• _PROBLEM_:
Search the entries for the word "defaults" and return every line where it is found.

[Collected data entries]

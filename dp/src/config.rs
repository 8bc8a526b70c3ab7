//! Dayplanner configuration types and loading

use std::fs;
use std::path::{Path, PathBuf};
use std::time::Duration;

use chrono_tz::Tz;
use eyre::{Context, Result, eyre};
use serde::{Deserialize, Serialize};

use crate::retry::{FailureKind, RetryPolicy};

/// Main dayplanner configuration
#[derive(Debug, Clone, Default, Serialize, Deserialize)]
#[serde(default)]
pub struct Config {
    /// Log level (TRACE, DEBUG, INFO, WARN, ERROR)
    #[serde(rename = "log-level")]
    pub log_level: Option<String>,

    /// Directory for daily log files
    #[serde(rename = "log-dir")]
    pub log_dir: Option<PathBuf>,

    /// LLM provider configuration
    pub llm: LlmConfig,

    /// Calendar configuration
    pub calendar: CalendarConfig,

    /// Planner run configuration
    pub planner: PlannerConfig,
}

impl Config {
    /// Validate configuration before use
    ///
    /// Checks that required environment variables and values are set correctly.
    /// Call this early in startup to fail fast with clear error messages.
    pub fn validate(&self) -> Result<()> {
        self.llm.get_api_key()?;
        self.calendar.tz()?;
        Ok(())
    }

    /// Load configuration with fallback chain
    pub fn load(config_path: Option<&PathBuf>) -> Result<Self> {
        // If explicit config path provided, try to load it
        if let Some(path) = config_path {
            return Self::load_from_file(path).context(format!("Failed to load config from {}", path.display()));
        }

        for candidate in Self::default_paths() {
            if candidate.exists() {
                match Self::load_from_file(&candidate) {
                    Ok(config) => return Ok(config),
                    Err(e) => {
                        tracing::warn!("Failed to load config from {}: {}", candidate.display(), e);
                    }
                }
            }
        }

        // No config file found, use defaults
        tracing::info!("No config file found, using defaults");
        Ok(Self::default())
    }

    /// Read just the log level, before logging is initialized
    ///
    /// Errors are swallowed; the full load reports them later.
    pub fn load_log_level(config_path: Option<&PathBuf>) -> Option<String> {
        Self::load_quiet(config_path)?.log_level
    }

    /// Log directory from the config file, or the default
    pub fn load_log_dir(config_path: Option<&PathBuf>) -> PathBuf {
        Self::load_quiet(config_path).unwrap_or_default().log_dir()
    }

    fn load_quiet(config_path: Option<&PathBuf>) -> Option<Self> {
        let path = match config_path {
            Some(path) => path.clone(),
            None => Self::default_paths().into_iter().find(|p| p.exists())?,
        };
        let content = fs::read_to_string(path).ok()?;
        serde_yaml::from_str(&content).ok()
    }

    /// Directory for daily log files
    pub fn log_dir(&self) -> PathBuf {
        self.log_dir.clone().unwrap_or_else(|| {
            dirs::data_local_dir()
                .unwrap_or_else(|| PathBuf::from("."))
                .join("dayplanner")
                .join("logs")
        })
    }

    /// Project-local `.dayplanner.yml`, then `~/.config/dayplanner/dayplanner.yml`
    fn default_paths() -> Vec<PathBuf> {
        let mut paths = vec![PathBuf::from(".dayplanner.yml")];
        if let Some(config_dir) = dirs::config_dir() {
            paths.push(config_dir.join("dayplanner").join("dayplanner.yml"));
        }
        paths
    }

    fn load_from_file<P: AsRef<Path>>(path: P) -> Result<Self> {
        let content = fs::read_to_string(&path).context("Failed to read config file")?;

        let config: Self = serde_yaml::from_str(&content).context("Failed to parse config file")?;

        tracing::info!("Loaded config from: {}", path.as_ref().display());
        Ok(config)
    }
}

/// LLM provider configuration
#[derive(Debug, Clone, Serialize, Deserialize)]
#[serde(default)]
pub struct LlmConfig {
    /// Provider name (currently only "anthropic" supported)
    pub provider: String,

    /// Model identifier
    pub model: String,

    /// Environment variable containing the API key
    #[serde(rename = "api-key-env")]
    pub api_key_env: String,

    /// API base URL
    #[serde(rename = "base-url")]
    pub base_url: String,

    /// Maximum tokens per response
    #[serde(rename = "max-tokens")]
    pub max_tokens: u32,

    /// Sampling temperature
    pub temperature: Option<f32>,

    /// Request timeout in milliseconds
    #[serde(rename = "timeout-ms")]
    pub timeout_ms: u64,
}

impl Default for LlmConfig {
    fn default() -> Self {
        Self {
            provider: "anthropic".to_string(),
            model: "claude-sonnet-4-20250514".to_string(),
            api_key_env: "ANTHROPIC_API_KEY".to_string(),
            base_url: "https://api.anthropic.com".to_string(),
            max_tokens: 4000,
            temperature: Some(0.7),
            timeout_ms: 300_000,
        }
    }
}

impl LlmConfig {
    /// Read the API key from the configured environment variable
    pub fn get_api_key(&self) -> Result<String> {
        match std::env::var(&self.api_key_env) {
            Ok(key) if !key.trim().is_empty() => Ok(key.trim().to_string()),
            _ => Err(eyre!(
                "LLM API key not found. Set the {} environment variable.",
                self.api_key_env
            )),
        }
    }
}

/// Calendar configuration
#[derive(Debug, Clone, Serialize, Deserialize)]
#[serde(default)]
pub struct CalendarConfig {
    /// Read events into the prompt and create focus-block events
    pub enabled: bool,

    /// Calendar API base URL
    #[serde(rename = "base-url")]
    pub base_url: String,

    /// Calendar to read from and write to
    #[serde(rename = "calendar-id")]
    pub calendar_id: String,

    /// IANA timezone for event times and the day window
    pub timezone: String,

    /// Environment variable holding an OAuth access token
    #[serde(rename = "token-env")]
    pub token_env: String,

    /// JSON token file used when the environment variable is unset
    #[serde(rename = "token-path")]
    pub token_path: Option<PathBuf>,

    /// Request timeout in milliseconds
    #[serde(rename = "timeout-ms")]
    pub timeout_ms: u64,
}

impl Default for CalendarConfig {
    fn default() -> Self {
        Self {
            enabled: true,
            base_url: "https://www.googleapis.com/calendar/v3".to_string(),
            calendar_id: "primary".to_string(),
            timezone: "America/Los_Angeles".to_string(),
            token_env: "GOOGLE_CALENDAR_TOKEN".to_string(),
            token_path: dirs::config_dir().map(|d| d.join("dayplanner").join("token.json")),
            timeout_ms: 30_000,
        }
    }
}

/// Token file layout; both the `token` and `access_token` spellings are accepted
#[derive(Debug, Deserialize)]
struct TokenFile {
    #[serde(alias = "access_token")]
    token: String,
}

impl CalendarConfig {
    /// Parsed timezone
    pub fn tz(&self) -> Result<Tz> {
        self.timezone
            .parse::<Tz>()
            .map_err(|e| eyre!("Invalid calendar timezone '{}': {}", self.timezone, e))
    }

    pub fn timeout(&self) -> Duration {
        Duration::from_millis(self.timeout_ms)
    }

    /// Resolve the access token: environment variable first, then token file
    pub fn access_token(&self) -> Result<String> {
        if let Ok(token) = std::env::var(&self.token_env)
            && !token.trim().is_empty()
        {
            return Ok(token.trim().to_string());
        }

        let Some(path) = &self.token_path else {
            return Err(eyre!(
                "Calendar token not found. Set {} or configure calendar.token-path.",
                self.token_env
            ));
        };

        let content = fs::read_to_string(path)
            .context(format!("Calendar token not found. Set {} or create {}", self.token_env, path.display()))?;
        let file: TokenFile = serde_json::from_str(&content)
            .context(format!("Failed to parse calendar token file {}", path.display()))?;
        Ok(file.token)
    }
}

/// Planner run configuration
#[derive(Debug, Clone, Serialize, Deserialize)]
#[serde(default)]
pub struct PlannerConfig {
    /// Kanban board markdown file
    #[serde(rename = "kanban-path")]
    pub kanban_path: PathBuf,

    /// Directory receiving `YYYY-MM-DD.md` journal files
    #[serde(rename = "output-dir")]
    pub output_dir: PathBuf,

    /// Directory searched for a `plan.pmt` prompt override
    #[serde(rename = "prompt-dir")]
    pub prompt_dir: PathBuf,

    /// Run is skipped while this file exists in the working directory
    #[serde(rename = "disable-marker")]
    pub disable_marker: PathBuf,

    /// Wait before the first network call, lets interfaces come up after wake
    #[serde(rename = "startup-delay-ms")]
    pub startup_delay_ms: u64,

    /// Retry policy for the completion call
    pub retry: RetryConfig,
}

impl Default for PlannerConfig {
    fn default() -> Self {
        Self {
            kanban_path: PathBuf::from("kanban.md"),
            output_dir: PathBuf::from("."),
            prompt_dir: PathBuf::from(".dayplanner/prompts"),
            disable_marker: PathBuf::from(".dayplanner-disabled"),
            startup_delay_ms: 30_000,
            retry: RetryConfig::default(),
        }
    }
}

impl PlannerConfig {
    pub fn startup_delay(&self) -> Duration {
        Duration::from_millis(self.startup_delay_ms)
    }
}

/// Retry configuration for the completion call
#[derive(Debug, Clone, Serialize, Deserialize)]
#[serde(default)]
pub struct RetryConfig {
    /// Total attempts including the first
    #[serde(rename = "max-attempts")]
    pub max_attempts: u32,

    /// Fixed delay between attempts in milliseconds
    #[serde(rename = "backoff-ms")]
    pub backoff_ms: u64,

    /// Failure kinds worth another attempt
    pub on: Vec<FailureKind>,
}

impl Default for RetryConfig {
    fn default() -> Self {
        Self {
            max_attempts: 3,
            backoff_ms: 60_000,
            on: vec![FailureKind::Transport],
        }
    }
}

impl From<&RetryConfig> for RetryPolicy {
    fn from(config: &RetryConfig) -> Self {
        RetryPolicy {
            max_attempts: config.max_attempts,
            backoff: Duration::from_millis(config.backoff_ms),
            retryable: config.on.clone(),
        }
    }
}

• _REPLY_:
        // No config file found, use defaults
        tracing::info!("No config file found, using defaults");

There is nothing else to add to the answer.